(Collected data):
□ □ □ □ □

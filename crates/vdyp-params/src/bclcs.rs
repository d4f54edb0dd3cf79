//! BC Land Cover Classification System levels for generated polygons

use crate::state::SpeciesEntry;
use crate::numeric::parse_float;
use vdyp_tables::bclcs::{
    LEVEL1_NON_VEGETATED, LEVEL1_THRESHOLD, LEVEL1_VEGETATED, LEVEL2_NON_TREED, LEVEL2_THRESHOLD, LEVEL2_TREED,
    LEVEL3_ALPINE, LEVEL3_ALPINE_ZONE, LEVEL3_UPLAND, LEVEL4_BROADLEAF, LEVEL4_CONIFEROUS, LEVEL4_MAJORITY_PERCENT,
    LEVEL4_MIXED, LEVEL5_DENSE, LEVEL5_DENSE_THRESHOLD, LEVEL5_OPEN, LEVEL5_OPEN_THRESHOLD, LEVEL5_SPARSE,
};
use vdyp_tables::{group_or_self, is_broadleaf, is_coniferous};

/// The five BCLCS codes of a polygon record
#[derive(Debug, Clone, Copy, PartialEq, Eq)]
pub struct BclcsLevels {
    /// Vegetated / non-vegetated
    pub level1: &'static str,
    /// Treed / non-treed
    pub level2: &'static str,
    /// Alpine / upland
    pub level3: &'static str,
    /// Coniferous / broadleaf / mixed
    pub level4: &'static str,
    /// Dense / open / sparse
    pub level5: &'static str,
}

impl BclcsLevels {
    /// Classify a stand
    #[must_use]
    pub fn classify(percent_stockable_area: Option<f64>, bec_zone: Option<&str>, species: &[SpeciesEntry]) -> Self {
        Self {
            level1: level1(percent_stockable_area),
            level2: level2(percent_stockable_area),
            level3: level3(bec_zone),
            level4: level4(species),
            level5: level5(percent_stockable_area),
        }
    }

    /// Codes in column order
    #[must_use]
    pub fn as_array(&self) -> [&'static str; 5] {
        [self.level1, self.level2, self.level3, self.level4, self.level5]
    }
}

/// `V` at or above the stockable-area threshold, `N` below (a missing area counts as the threshold)
#[must_use]
pub fn level1(percent_stockable_area: Option<f64>) -> &'static str {
    if percent_stockable_area.unwrap_or(LEVEL1_THRESHOLD) < LEVEL1_THRESHOLD {
        LEVEL1_NON_VEGETATED
    } else {
        LEVEL1_VEGETATED
    }
}

/// `T` at or above the treed threshold, `N` below
#[must_use]
pub fn level2(percent_stockable_area: Option<f64>) -> &'static str {
    if percent_stockable_area.unwrap_or(LEVEL2_THRESHOLD) < LEVEL2_THRESHOLD {
        LEVEL2_NON_TREED
    } else {
        LEVEL2_TREED
    }
}

/// `A` in the alpine tundra zone, `U` elsewhere
#[must_use]
pub fn level3(bec_zone: Option<&str>) -> &'static str {
    match bec_zone {
        Some(zone) if zone.trim().eq_ignore_ascii_case(LEVEL3_ALPINE_ZONE) => LEVEL3_ALPINE,
        _ => LEVEL3_UPLAND,
    }
}

/// Coniferous or broadleaf when one side holds the majority share, mixed otherwise
#[must_use]
pub fn level4(species: &[SpeciesEntry]) -> &'static str {
    let (mut coniferous, mut broadleaf) = (0.0, 0.0);
    for entry in species {
        let Some(code) = entry.species.as_deref().filter(|c| !c.trim().is_empty()) else {
            continue;
        };
        let percent = parse_float(entry.percent.as_deref()).unwrap_or(0.0);
        let group = group_or_self(code);
        if is_coniferous(&group) {
            coniferous += percent;
        } else if is_broadleaf(&group) {
            broadleaf += percent;
        }
    }

    if coniferous >= LEVEL4_MAJORITY_PERCENT {
        LEVEL4_CONIFEROUS
    } else if broadleaf >= LEVEL4_MAJORITY_PERCENT {
        LEVEL4_BROADLEAF
    } else {
        LEVEL4_MIXED
    }
}

/// Crown density class from the stockable area
#[must_use]
pub fn level5(percent_stockable_area: Option<f64>) -> &'static str {
    match percent_stockable_area {
        Some(psa) if psa >= LEVEL5_DENSE_THRESHOLD => LEVEL5_DENSE,
        Some(psa) if psa >= LEVEL5_OPEN_THRESHOLD => LEVEL5_OPEN,
        _ => LEVEL5_SPARSE,
    }
}

#[cfg(test)]
mod tests {
    use super::*;

    fn entries(pairs: &[(&str, &str)]) -> Vec<SpeciesEntry> {
        pairs.iter().map(|(c, p)| SpeciesEntry::new(*c, *p)).collect()
    }

    #[test]
    fn thresholds() {
        assert_eq!(level1(Some(4.9)), "N");
        assert_eq!(level1(Some(5.0)), "V");
        assert_eq!(level1(None), "V");
        assert_eq!(level2(Some(9.9)), "N");
        assert_eq!(level2(None), "T");
        assert_eq!(level5(Some(61.0)), "DE");
        assert_eq!(level5(Some(26.0)), "OP");
        assert_eq!(level5(Some(25.9)), "SP");
        assert_eq!(level5(None), "SP");
    }

    #[test]
    fn alpine_zone() {
        assert_eq!(level3(Some("AT")), "A");
        assert_eq!(level3(Some("IDF")), "U");
        assert_eq!(level3(None), "U");
    }

    #[test]
    fn majority_rule() {
        assert_eq!(level4(&entries(&[("FDI", "80"), ("AC", "20")])), "TC");
        assert_eq!(level4(&entries(&[("AC", "75"), ("PL", "25")])), "TB");
        assert_eq!(level4(&entries(&[("PL", "30"), ("AC", "30"), ("H", "30"), ("S", "10")])), "TM");
        assert_eq!(level4(&[]), "TM");
    }

    #[test]
    fn classify_demonstration_stand() {
        let species = entries(&[("PL", "30"), ("AC", "30"), ("H", "30"), ("S", "10")]);
        let levels = BclcsLevels::classify(Some(55.0), Some("IDF"), &species);
        assert_eq!(levels.as_array(), ["V", "T", "U", "TM", "OP"]);
    }
}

□ □ □ □ □

Using the data above, copy each line that contains "Option".

    pub fn classify(percent_stockable_area: Option<f64>, bec_zone: Option<&str>, species: &[SpeciesEntry]) -> Self {
pub fn level1(percent_stockable_area: Option<f64>) -> &'static str {
pub fn level2(percent_stockable_area: Option<f64>) -> &'static str {
pub fn level3(bec_zone: Option<&str>) -> &'static str {
pub fn level5(percent_stockable_area: Option<f64>) -> &'static str {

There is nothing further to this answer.